=== RECORDS PROVIDED ===

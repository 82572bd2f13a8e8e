//! County reference table loaded from a comma-delimited file.
//!
//! The file layout is fixed by column position, not by header name:
//!
//! | index | field            |
//! |-------|------------------|
//! | 0     | state            |
//! | 3     | county FIPS code |
//! | 5     | county name      |
//! | 7     | longitude        |
//! | 8     | latitude         |
//!
//! Rows that do not fit this layout are skipped with a warning; only a file
//! that cannot be opened or read fails the load.

use std::{
    fs::File,
    io::{BufRead, BufReader},
    path::Path,
};

use serde::{Deserialize, Serialize};
use tracing::{info, warn};

use crate::error::{SkipReason, TableError};

pub const DELIMITER: char = ',';

/// Rows with fewer columns than this are never considered.
pub const MIN_COLUMNS: usize = 4;

pub mod columns {
    pub const STATE: usize = 0;
    pub const COUNTY_FIPS: usize = 3;
    pub const COUNTY: usize = 5;
    pub const LONGITUDE: usize = 7;
    pub const LATITUDE: usize = 8;
}

/// One accepted row of the county table.
#[derive(Debug, Clone, PartialEq, Serialize, Deserialize)]
pub struct CountyRecord {
    pub county: String,
    /// May be empty.
    pub state: String,
    /// May be empty.
    pub county_fips: String,
    pub latitude: f64,
    pub longitude: f64,
}

impl CountyRecord {
    /// NWS county zone identifier, e.g. `CAC059`.
    pub fn zone_code(&self) -> Option<String> {
        if self.state.is_empty() || self.county_fips.is_empty() {
            return None;
        }
        Some(format!("{}C{}", self.state.to_ascii_uppercase(), self.county_fips))
    }
}

/// A row that was read but left out of the table.
#[derive(Debug, Clone, PartialEq)]
pub struct SkippedRow {
    /// 1-based line number in the source.
    pub line_number: usize,
    pub line: String,
    pub reason: SkipReason,
}

/// Result of a load: accepted records in file order plus every skipped row.
#[derive(Debug, Clone, Default, PartialEq)]
pub struct LoadReport {
    pub records: Vec<CountyRecord>,
    pub skipped: Vec<SkippedRow>,
}

impl LoadReport {
    /// Parse a table from any buffered source.
    ///
    /// Invalid UTF-8 is replaced rather than rejected, so a single bad byte
    /// only affects the row it sits in.
    pub fn from_reader<R: BufRead>(mut reader: R) -> std::io::Result<Self> {
        let mut report = LoadReport::default();
        let mut buf = Vec::new();
        let mut line_number = 0;
        let mut first_line = true;

        loop {
            buf.clear();
            if reader.read_until(b'\n', &mut buf)? == 0 {
                break;
            }
            line_number += 1;

            let text = String::from_utf8_lossy(&buf);
            let line = text.trim_end_matches(['\n', '\r']);
            if line.is_empty() {
                continue;
            }

            let fields = split_line(line, DELIMITER);

            if first_line {
                first_line = false;
                if is_header(&fields) {
                    continue;
                }
            }

            match parse_row(&fields) {
                Ok(record) => report.records.push(record),
                Err(reason) => {
                    warn!(line_number, %reason, line, "skipping county table row");
                    report.skipped.push(SkippedRow {
                        line_number,
                        line: line.to_string(),
                        reason,
                    });
                }
            }
        }

        Ok(report)
    }
}

/// Load the county table, discarding the skip report.
pub fn load(path: impl AsRef<Path>) -> Result<Vec<CountyRecord>, TableError> {
    load_with_report(path).map(|report| report.records)
}

/// Load the county table from `path`.
///
/// The file handle lives only for the duration of this call.
pub fn load_with_report(path: impl AsRef<Path>) -> Result<LoadReport, TableError> {
    let path = path.as_ref();
    let file = File::open(path).map_err(|source| TableError::Open {
        path: path.to_path_buf(),
        source,
    })?;

    let report = LoadReport::from_reader(BufReader::new(file)).map_err(|source| {
        TableError::Read {
            path: path.to_path_buf(),
            source,
        }
    })?;

    info!(
        path = %path.display(),
        records = report.records.len(),
        skipped = report.skipped.len(),
        "loaded county table"
    );

    Ok(report)
}

/// Split one line into trimmed fields.
///
/// A `"` toggles quoting and is dropped from the output; the delimiter only
/// ends a field outside quotes.
pub fn split_line(line: &str, delimiter: char) -> Vec<String> {
    let mut fields = Vec::new();
    let mut current = String::new();
    let mut in_quotes = false;

    for ch in line.chars() {
        if ch == '"' {
            in_quotes = !in_quotes;
        } else if ch == delimiter && !in_quotes {
            fields.push(current.trim().to_string());
            current.clear();
        } else {
            current.push(ch);
        }
    }
    fields.push(current.trim().to_string());

    fields
}

/// First-line heuristic: data rows start with a digit or a minus sign.
fn is_header(fields: &[String]) -> bool {
    let first = fields.first().map(|f| f.trim()).unwrap_or_default();
    !first.starts_with(|c: char| c.is_ascii_digit() || c == '-')
}

/// Turn split fields into a record, or say why the row does not qualify.
pub fn parse_row(fields: &[String]) -> Result<CountyRecord, SkipReason> {
    if fields.len() < MIN_COLUMNS {
        return Err(SkipReason::TooFewColumns { found: fields.len() });
    }

    let column = |index: usize| {
        fields
            .get(index)
            .map(String::as_str)
            .ok_or(SkipReason::MissingColumn { index })
    };

    let county = column(columns::COUNTY)?;
    let latitude = parse_coordinate(column(columns::LATITUDE)?, columns::LATITUDE)?;
    let longitude = parse_coordinate(column(columns::LONGITUDE)?, columns::LONGITUDE)?;

    if county.is_empty() {
        return Err(SkipReason::EmptyName);
    }

    Ok(CountyRecord {
        county: county.to_string(),
        state: fields[columns::STATE].clone(),
        county_fips: fields[columns::COUNTY_FIPS].clone(),
        latitude,
        longitude,
    })
}

fn parse_coordinate(value: &str, column: usize) -> Result<f64, SkipReason> {
    match value.parse::<f64>() {
        Ok(v) if v.is_finite() => Ok(v),
        _ => Err(SkipReason::InvalidNumber {
            column,
            value: value.to_string(),
        }),
    }
}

===

TASK TO CARRY OUT
Reproduce every line of the data verbatim.

RESPONSE AREA
repository 82572bd2f13a8e8e
//! County reference table loaded from a comma-delimited file.
//!
//! The file layout is fixed by column position, not by header name:
//!
//! | index | field            |
//! |-------|------------------|
//! | 0     | state            |
//! | 3     | county FIPS code |
//! | 5     | county name      |
//! | 7     | longitude        |
//! | 8     | latitude         |
//!
//! Rows that do not fit this layout are skipped with a warning; only a file
//! that cannot be opened or read fails the load.

use std::{
    fs::File,
    io::{BufRead, BufReader},
    path::Path,
};

use serde::{Deserialize, Serialize};
use tracing::{info, warn};

use crate::error::{SkipReason, TableError};

pub const DELIMITER: char = ',';

/// Rows with fewer columns than this are never considered.
pub const MIN_COLUMNS: usize = 4;

pub mod columns {
    pub const STATE: usize = 0;
    pub const COUNTY_FIPS: usize = 3;
    pub const COUNTY: usize = 5;
    pub const LONGITUDE: usize = 7;
    pub const LATITUDE: usize = 8;
}

/// One accepted row of the county table.
#[derive(Debug, Clone, PartialEq, Serialize, Deserialize)]
pub struct CountyRecord {
    pub county: String,
    /// May be empty.
    pub state: String,
    /// May be empty.
    pub county_fips: String,
    pub latitude: f64,
    pub longitude: f64,
}

impl CountyRecord {
    /// NWS county zone identifier, e.g. `CAC059`.
    pub fn zone_code(&self) -> Option<String> {
        if self.state.is_empty() || self.county_fips.is_empty() {
            return None;
        }
        Some(format!("{}C{}", self.state.to_ascii_uppercase(), self.county_fips))
    }
}

/// A row that was read but left out of the table.
#[derive(Debug, Clone, PartialEq)]
pub struct SkippedRow {
    /// 1-based line number in the source.
    pub line_number: usize,
    pub line: String,
    pub reason: SkipReason,
}

/// Result of a load: accepted records in file order plus every skipped row.
#[derive(Debug, Clone, Default, PartialEq)]
pub struct LoadReport {
    pub records: Vec<CountyRecord>,
    pub skipped: Vec<SkippedRow>,
}

impl LoadReport {
    /// Parse a table from any buffered source.
    ///
    /// Invalid UTF-8 is replaced rather than rejected, so a single bad byte
    /// only affects the row it sits in.
    pub fn from_reader<R: BufRead>(mut reader: R) -> std::io::Result<Self> {
        let mut report = LoadReport::default();
        let mut buf = Vec::new();
        let mut line_number = 0;
        let mut first_line = true;

        loop {
            buf.clear();
            if reader.read_until(b'\n', &mut buf)? == 0 {
                break;
            }
            line_number += 1;

            let text = String::from_utf8_lossy(&buf);
            let line = text.trim_end_matches(['\n', '\r']);
            if line.is_empty() {
                continue;
            }

            let fields = split_line(line, DELIMITER);

            if first_line {
                first_line = false;
                if is_header(&fields) {
                    continue;
                }
            }

            match parse_row(&fields) {
                Ok(record) => report.records.push(record),
                Err(reason) => {
                    warn!(line_number, %reason, line, "skipping county table row");
                    report.skipped.push(SkippedRow {
                        line_number,
                        line: line.to_string(),
                        reason,
                    });
                }
            }
        }

        Ok(report)
    }
}

/// Load the county table, discarding the skip report.
pub fn load(path: impl AsRef<Path>) -> Result<Vec<CountyRecord>, TableError> {
    load_with_report(path).map(|report| report.records)
}

/// Load the county table from `path`.
///
/// The file handle lives only for the duration of this call.
pub fn load_with_report(path: impl AsRef<Path>) -> Result<LoadReport, TableError> {
    let path = path.as_ref();
    let file = File::open(path).map_err(|source| TableError::Open {
        path: path.to_path_buf(),
        source,
    })?;

    let report = LoadReport::from_reader(BufReader::new(file)).map_err(|source| {
        TableError::Read {
            path: path.to_path_buf(),
            source,
        }
    })?;

    info!(
        path = %path.display(),
        records = report.records.len(),
        skipped = report.skipped.len(),
        "loaded county table"
    );

    Ok(report)
}

/// Split one line into trimmed fields.
///
/// A `"` toggles quoting and is dropped from the output; the delimiter only
/// ends a field outside quotes.
pub fn split_line(line: &str, delimiter: char) -> Vec<String> {
    let mut fields = Vec::new();
    let mut current = String::new();
    let mut in_quotes = false;

    for ch in line.chars() {
        if ch == '"' {
            in_quotes = !in_quotes;
        } else if ch == delimiter && !in_quotes {
            fields.push(current.trim().to_string());
            current.clear();
        } else {
            current.push(ch);
        }
    }
    fields.push(current.trim().to_string());

    fields
}

/// First-line heuristic: data rows start with a digit or a minus sign.
fn is_header(fields: &[String]) -> bool {
    let first = fields.first().map(|f| f.trim()).unwrap_or_default();
    !first.starts_with(|c: char| c.is_ascii_digit() || c == '-')
}

/// Turn split fields into a record, or say why the row does not qualify.
pub fn parse_row(fields: &[String]) -> Result<CountyRecord, SkipReason> {
    if fields.len() < MIN_COLUMNS {
        return Err(SkipReason::TooFewColumns { found: fields.len() });
    }

    let column = |index: usize| {
        fields
            .get(index)
            .map(String::as_str)
            .ok_or(SkipReason::MissingColumn { index })
    };

    let county = column(columns::COUNTY)?;
    let latitude = parse_coordinate(column(columns::LATITUDE)?, columns::LATITUDE)?;
    let longitude = parse_coordinate(column(columns::LONGITUDE)?, columns::LONGITUDE)?;

    if county.is_empty() {
        return Err(SkipReason::EmptyName);
    }

    Ok(CountyRecord {
        county: county.to_string(),
        state: fields[columns::STATE].clone(),
        county_fips: fields[columns::COUNTY_FIPS].clone(),
        latitude,
        longitude,
    })
}

fn parse_coordinate(value: &str, column: usize) -> Result<f64, SkipReason> {
    match value.parse::<f64>() {
        Ok(v) if v.is_finite() => Ok(v),
        _ => Err(SkipReason::InvalidNumber {
            column,
            value: value.to_string(),
        }),
    }
}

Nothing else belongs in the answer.